Several years ago, Aulby assumed ownership of Arrowhead Lanes, a 24 lane center in Lafayette Ind. His manager? Four-time PBA title-holder, Scott Devers! Business at Arrowhead Lanes became so lucrative, Aulby added an additional 12 lanes. Furthermore, Aulby, whose son Christopher excels at hockey, now operates two hockey/ice rinks in his hometown Indianapolis.
George Pappas, a former Charlotte, N. Carolinian now residing in nearby Cornelius, currently owns and operates three bowling centers in his native state…Park Lanes in Charlotte, Gastonia Lanes in Gastonia and his newest establishment, Victory Lanes, a 40 lane bowling center in Mooresville, approximately 20 miles north of Charlotte.
Victory Lanes serves as an example of a state of the art bowling facility. George Pappas’ Victory Lanes features a large parking area, a full service restaurant, a huge billiard room, a large game room, a well-stocked pro shop, incredible wall décor, a spacious concourse with TWENTY TWO television sets, plus four huge portable TV screens located above the masking units, extra-clean rest rooms on both ends of the concourse, a cozy modern bar with five TV sets, and a snack bar.
At one time, Marshall Holman seemed destined to inherit the position of analyst on the ESPN Pro Bowlers Tour. However, he was by-passed in favor of Randy Pedersen. His failure to secure the ESPN position has proven to be a blessing in disguise. Marshall and his wife currently operate a very successful franchised tax service business that is continually expanding throughout the country.
Allie Clarke, a three-time PBA champion, currently operates Maysville All Star Lanes in Zanesville, Ohio. Allie continues to participate in PBA Senior events.
Ted Hoffman, a former PBA touring player and later PBA Western Regional Director, became manager of Dublin Bowl when Earl Anthony assumed ownership. Following Anthony’s untimely death, Hoffman continues to oversee operations at the popular bowling center.
I would be remiss in neglecting to mention present PBA bowlers who are financially involved in bowling centers. Doug Kent, currently enjoying the most productive years of his career on the PBA tour, operates two centers in northwest area of the state of New York; Doug Kent’s Lakeside Lanes in Penn Yan, N.Y. and Doug Kent’s Rose Bowl Lanes in Newark, N.Y.
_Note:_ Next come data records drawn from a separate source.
use async_trait::async_trait;
use conductor_types::{
    AgentOutput, AgentRole, ExecutionContext, GlobalState, PermissionLevel, StepContext,
    ToolExecutionResult,
};
use serde_json::Value;

/// A cognitive collaborator bound to one role.
///
/// Agents read the global state and execution context but never write
/// them; everything they want to change travels back in [`AgentOutput`].
#[async_trait]
pub trait Agent: Send + Sync {
    /// Unique registration name.
    fn name(&self) -> &str;

    fn role(&self) -> AgentRole;

    /// Perform one reasoning pass.
    ///
    /// Failures are reported through `AgentOutput::errors`, not panics.
    /// The engine still converts a panic or a timeout into a structured
    /// error, but a well-behaved agent never relies on that.
    async fn run(
        &self,
        global: &GlobalState,
        ctx: &ExecutionContext,
        step: Option<&StepContext>,
    ) -> AgentOutput;

    /// Reject outputs that do not belong to this agent or are malformed.
    fn validate_output(&self, output: &AgentOutput) -> bool {
        output.role == self.role() && (0.0..=1.0).contains(&output.confidence)
    }
}

/// An executable tool invoked by plan steps.
#[async_trait]
pub trait Tool: Send + Sync {
    fn name(&self) -> &str;

    fn version(&self) -> &str {
        "1.0.0"
    }

    fn input_schema(&self) -> Value {
        Value::Null
    }

    fn output_schema(&self) -> Value {
        Value::Null
    }

    /// Tool-level timeout; 0 defers to the scheduler default.
    fn timeout_ms(&self) -> u64 {
        0
    }

    fn permission_level(&self) -> PermissionLevel {
        PermissionLevel::Public
    }

    /// Non-idempotent tools are never force-cancelled and never retried
    /// after a timeout.
    fn has_side_effect(&self) -> bool {
        false
    }

    /// Run the tool. Must catch its own failures and report them as a
    /// structured error in the result.
    async fn execute(&self, input: Value) -> ToolExecutionResult;
}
I had the privilege and pleasure of coaching many, many bowlers. Included among them are four of my favorite people; Tom Crites, David Ferraro, Dave Husted and Jeff Lizzi. I have them listed in a separate category. All of these gentlemen have all assumed management of family-owned bowling businesses.
Steve Cook, a 15-time PBA Champion, is Mike Aulby’s brothet-in-law. Unlike Mike, who invested in a bowling center, Cook developed Steve Cook’s Bowling Supply into one of America’s most successful bowling-related businesses. Cook, a native Californian, credits a lot of his success to the support of his wife and children, all whom are actively engaged in the day-to-day operations.
Veteran bowling fans can vividly recall the ABC-TV Pro Bowlers Tour every Saturday afternoon, particularly the dynamic duo of Chris Schenkel and Nelson Burton Jr. The late Chris Schenkel, a Hall of Fame announcer possessed a golden throat and brought prestige to the PBA Pro Bowlers Tour. Bo Burton, an ABC and PBA Hall of Famer, was a frequent candidate for TV honors as an analyst. Schenkel and Burton became household names in bowling circles. Unfortunately, Chris Schenkel passed away several years ago.
Burton won 17 PBA titles, including the US Open and the ABC Masters. Nelson Burton Jr., not only inherited his father’s nickname Bo but also inherited a bowling center from his father. In addition, he made some very wise investments and currently resides in Florida with his children.
Perhaps the most financially successful former professional bowler is Chuck Lande, a Dallas, Texas native. Lande will be featured in next month’s column.